自閉症の息子にウェン・ジャン(文章)、水族館で働くヒロインにグイ・ルンメイ(桂綸鎂)、クリストファー・ドイルのステキなカメラワーク、しかも音楽が久石譲。なんていう贅沢。薛暁路(シュエ・シャオルー)監督は初メガフォンだけど、10数年、自閉症の施設のボランティアやっていたとのことで、障害者をとりまく環境や施設のディテールがリアル。

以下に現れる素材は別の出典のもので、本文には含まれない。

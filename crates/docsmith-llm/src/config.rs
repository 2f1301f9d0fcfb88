use crate::engine::RetryPolicy;
use docsmith_core::{GatewayError, GatewayResult};
use serde::{Deserialize, Serialize};
use std::collections::HashSet;
use std::fmt;
use std::path::Path;

/// Which adapter talks to a provider.
#[derive(Debug, Clone, Copy, PartialEq, Eq, Serialize, Deserialize)]
#[serde(rename_all = "lowercase")]
pub enum ProviderKind {
    /// OpenAI chat completions API.
    OpenAi,
    /// Anthropic messages API.
    Anthropic,
    /// OpenRouter (OpenAI-compatible API).
    OpenRouter,
    /// Groq cloud inference (OpenAI-compatible API).
    Groq,
}

/// Per-provider settings, immutable once loaded.
#[derive(Clone, Serialize, Deserialize)]
pub struct ProviderConfig {
    /// Unique provider id, referenced by the chain settings.
    pub id: String,
    /// Which wire protocol the provider speaks.
    pub kind: ProviderKind,
    /// API key. A provider without one is configured but unavailable.
    #[serde(default)]
    pub credential: Option<String>,
    /// Model requested from this provider.
    pub model: String,
    /// Context window, used to size each request's output budget.
    #[serde(default = "default_max_context_tokens")]
    pub max_context_tokens: usize,
    /// Overrides [`GatewayConfig::temperature`] for this provider.
    #[serde(default)]
    pub temperature: Option<f32>,
    /// Upper bound for a single attempt against this provider.
    #[serde(default = "default_timeout_ms")]
    pub timeout_ms: u64,
    /// Overrides the kind's default endpoint.
    pub api_base_url: Option<String>,
}

// Keeps credentials out of logs.
impl fmt::Debug for ProviderConfig {
    fn fmt(&self, f: &mut fmt::Formatter<'_>) -> fmt::Result {
        f.debug_struct("ProviderConfig")
            .field("id", &self.id)
            .field("kind", &self.kind)
            .field("credential", &self.credential.as_ref().map(|_| "<redacted>"))
            .field("model", &self.model)
            .field("max_context_tokens", &self.max_context_tokens)
            .field("temperature", &self.temperature)
            .field("timeout_ms", &self.timeout_ms)
            .field("api_base_url", &self.api_base_url)
            .finish()
    }
}

/// Gateway-wide settings: provider ordering, output defaults and retry policy.
#[derive(Debug, Clone, Serialize, Deserialize)]
pub struct GatewayConfig {
    /// Provider every call starts with unless overridden.
    pub primary_provider: String,
    /// Tried in order after the primary. Must not contain duplicates.
    #[serde(default)]
    pub fallback_providers: Vec<String>,
    /// Output budget when the caller gives none.
    #[serde(default = "default_max_tokens")]
    pub default_max_tokens: usize,
    /// Sampling temperature when neither the call nor the provider sets one.
    #[serde(default = "default_temperature")]
    pub temperature: f32,
    /// Retry behaviour applied to every provider in the chain.
    #[serde(default)]
    pub retry_policy: RetryPolicy,
}

/// Everything the configuration loader hands to the gateway.
#[derive(Debug, Clone, Serialize, Deserialize)]
pub struct GatewaySettings {
    /// Chain ordering and defaults.
    pub gateway: GatewayConfig,
    /// Every configured provider, available or not.
    #[serde(default)]
    pub providers: Vec<ProviderConfig>,
}

fn default_max_context_tokens() -> usize {
    8192
}

fn default_temperature() -> f32 {
    0.7
}

fn default_timeout_ms() -> u64 {
    30_000
}

fn default_max_tokens() -> usize {
    2048
}

impl ProviderConfig {
    /// Minimal config with defaults for every optional field.
    pub fn new(
        id: impl Into<String>,
        kind: ProviderKind,
        model: impl Into<String>,
        credential: Option<String>,
    ) -> Self {
        Self {
            id: id.into(),
            kind,
            credential,
            model: model.into(),
            max_context_tokens: default_max_context_tokens(),
            temperature: None,
            timeout_ms: default_timeout_ms(),
            api_base_url: None,
        }
    }

    /// Endpoint root: the configured override or the kind's default.
    pub fn base_url(&self) -> &str {
        if let Some(url) = &self.api_base_url {
            url
        } else {
            match self.kind {
                ProviderKind::OpenAi => "https://api.openai.com",
                ProviderKind::Anthropic => "https://api.anthropic.com",
                ProviderKind::OpenRouter => "https://openrouter.ai/api",
                ProviderKind::Groq => "https://api.groq.com/openai",
            }
        }
    }

    /// Whether a non-blank credential is configured.
    pub fn has_credential(&self) -> bool {
        self.credential
            .as_deref()
            .is_some_and(|c| !c.trim().is_empty())
    }
}

impl GatewayConfig {
    /// Config with the given primary, no fallbacks, and default limits.
    pub fn new(primary_provider: impl Into<String>) -> Self {
        Self {
            primary_provider: primary_provider.into(),
            fallback_providers: Vec::new(),
            default_max_tokens: default_max_tokens(),
            temperature: default_temperature(),
            retry_policy: RetryPolicy::default(),
        }
    }
}

impl GatewaySettings {
    /// Parses TOML of the form `[gateway] ... [[providers]] ...`.
    pub fn from_toml_str(text: &str) -> GatewayResult<Self> {
        let settings: Self = toml::from_str(text)
            .map_err(|e| GatewayError::Config(format!("Invalid gateway config: {e}")))?;
        settings.validate()?;
        Ok(settings)
    }

    /// Reads and parses a TOML config file.
    pub async fn load(path: impl AsRef<Path>) -> GatewayResult<Self> {
        let path = path.as_ref();
        let text = tokio::fs::read_to_string(path).await.map_err(|e| {
            GatewayError::Config(format!(
                "Failed to read config file '{}': {e}",
                path.display()
            ))
        })?;
        Self::from_toml_str(&text)
    }

    /// Checks cross-references between the gateway and provider sections.
    pub fn validate(&self) -> GatewayResult<()> {
        let mut ids = HashSet::new();
        for provider in &self.providers {
            if !ids.insert(provider.id.as_str()) {
                return Err(GatewayError::Config(format!(
                    "Provider '{}' is configured more than once",
                    provider.id
                )));
            }
        }

        if !ids.contains(self.gateway.primary_provider.as_str()) {
            return Err(GatewayError::UnknownProvider(
                self.gateway.primary_provider.clone(),
            ));
        }

        let mut seen = HashSet::new();
        for fallback in &self.gateway.fallback_providers {
            if !ids.contains(fallback.as_str()) {
                return Err(GatewayError::UnknownProvider(fallback.clone()));
            }
            if !seen.insert(fallback.as_str()) {
                return Err(GatewayError::Config(format!(
                    "Fallback provider '{fallback}' listed more than once"
                )));
            }
        }

        if self.gateway.retry_policy.max_attempts == 0 {
            return Err(GatewayError::Config(
                "retry_policy.max_attempts must be at least 1".into(),
            ));
        }

        Ok(())
    }
}

#[cfg(test)]
#[allow(clippy::unwrap_used, clippy::expect_used)]
mod tests {
    use super::*;

    const SAMPLE: &str = r#"
        [gateway]
        primary_provider = "openai"
        fallback_providers = ["anthropic", "groq"]
        default_max_tokens = 1024

        [gateway.retry_policy]
        max_attempts = 2
        backoff_base_ms = 100

        [[providers]]
        id = "openai"
        kind = "openai"
        credential = "sk-test"
        model = "gpt-4o-mini"

        [[providers]]
        id = "anthropic"
        kind = "anthropic"
        credential = "sk-ant-test"
        model = "claude-3-5-haiku-latest"
        max_context_tokens = 200000
        temperature = 0.2
        timeout_ms = 60000

        [[providers]]
        id = "groq"
        kind = "groq"
        model = "llama-3.1-8b-instant"
    "#;

    #[test]
    fn parses_sample_with_defaults() {
        let settings = GatewaySettings::from_toml_str(SAMPLE).unwrap();
        assert_eq!(settings.gateway.primary_provider, "openai");
        assert_eq!(settings.gateway.fallback_providers, ["anthropic", "groq"]);
        assert_eq!(settings.gateway.default_max_tokens, 1024);
        assert_eq!(settings.gateway.temperature, 0.7);
        assert_eq!(settings.gateway.retry_policy.max_attempts, 2);
        assert_eq!(settings.gateway.retry_policy.backoff_base_ms, 100);
        assert_eq!(settings.gateway.retry_policy.backoff_max_ms, 30_000);

        let openai = &settings.providers[0];
        assert_eq!(openai.kind, ProviderKind::OpenAi);
        assert_eq!(openai.max_context_tokens, 8192);
        assert_eq!(openai.timeout_ms, 30_000);
        assert_eq!(openai.temperature, None);
        assert!(openai.has_credential());
        assert_eq!(settings.providers[1].temperature, Some(0.2));

        let groq = &settings.providers[2];
        assert!(!groq.has_credential());
        assert_eq!(groq.base_url(), "https://api.groq.com/openai");
    }

    #[test]
    fn rejects_unknown_primary() {
        let toml = r#"
            [gateway]
            primary_provider = "missing"
        "#;
        let err = GatewaySettings::from_toml_str(toml).unwrap_err();
        assert!(matches!(err, GatewayError::UnknownProvider(id) if id == "missing"));
    }

    #[test]
    fn rejects_duplicate_fallbacks() {
        let mut settings = GatewaySettings::from_toml_str(SAMPLE).unwrap();
        settings.gateway.fallback_providers = vec!["groq".into(), "groq".into()];
        assert!(matches!(settings.validate(), Err(GatewayError::Config(_))));
    }

    #[test]
    fn rejects_zero_attempts() {
        let mut settings = GatewaySettings::from_toml_str(SAMPLE).unwrap();
        settings.gateway.retry_policy.max_attempts = 0;
        assert!(settings.validate().is_err());
    }

    #[test]
    fn malformed_toml_is_config_error() {
        let err = GatewaySettings::from_toml_str("[gateway").unwrap_err();
        assert!(matches!(err, GatewayError::Config(_)));
    }

    #[test]
    fn blank_credential_is_not_a_credential() {
        let cfg = ProviderConfig::new("p", ProviderKind::OpenAi, "m", Some("   ".into()));
        assert!(!cfg.has_credential());
    }

    #[test]
    fn debug_redacts_credential() {
        let cfg = ProviderConfig::new("p", ProviderKind::Anthropic, "m", Some("sk-secret".into()));
        let dbg = format!("{cfg:?}");
        assert!(!dbg.contains("sk-secret"));
        assert!(dbg.contains("<redacted>"));
    }

    #[test]
    fn base_url_override() {
        let mut cfg = ProviderConfig::new("p", ProviderKind::Anthropic, "m", None);
        assert_eq!(cfg.base_url(), "https://api.anthropic.com");
        cfg.api_base_url = Some("http://localhost:8080".into());
        assert_eq!(cfg.base_url(), "http://localhost:8080");
    }

    #[tokio::test]
    async fn load_reads_file() {
        let dir = tempfile::tempdir().unwrap();
        let path = dir.path().join("gateway.toml");
        tokio::fs::write(&path, SAMPLE).await.unwrap();
        let settings = GatewaySettings::load(&path).await.unwrap();
        assert_eq!(settings.providers.len(), 3);

        let missing = GatewaySettings::load(dir.path().join("nope.toml")).await;
        assert!(matches!(missing, Err(GatewayError::Config(_))));
    }
}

ジェット・リー父子を見守る水族館の人たち、ご近所さんたち。周囲の人たちのやさしさがじんわり。刻一刻と父の最後のときが迫ってくるのに、それを理解できない息子がせつない。でも、父には愛情があり、息子はそれを感じている。見ているだけであったかくなれる、いい映画。おすすめ。


邦題:海洋天堂(原題:海洋天堂)
監督・脚本:シュエ・シャオルー
製作: 中国・香港・台湾(2010年)98分
出演者:ジェット・リー、ウェン・ジャン、グイ・ルンメイほか。

この記事が気に入ったらサポートをしてみませんか?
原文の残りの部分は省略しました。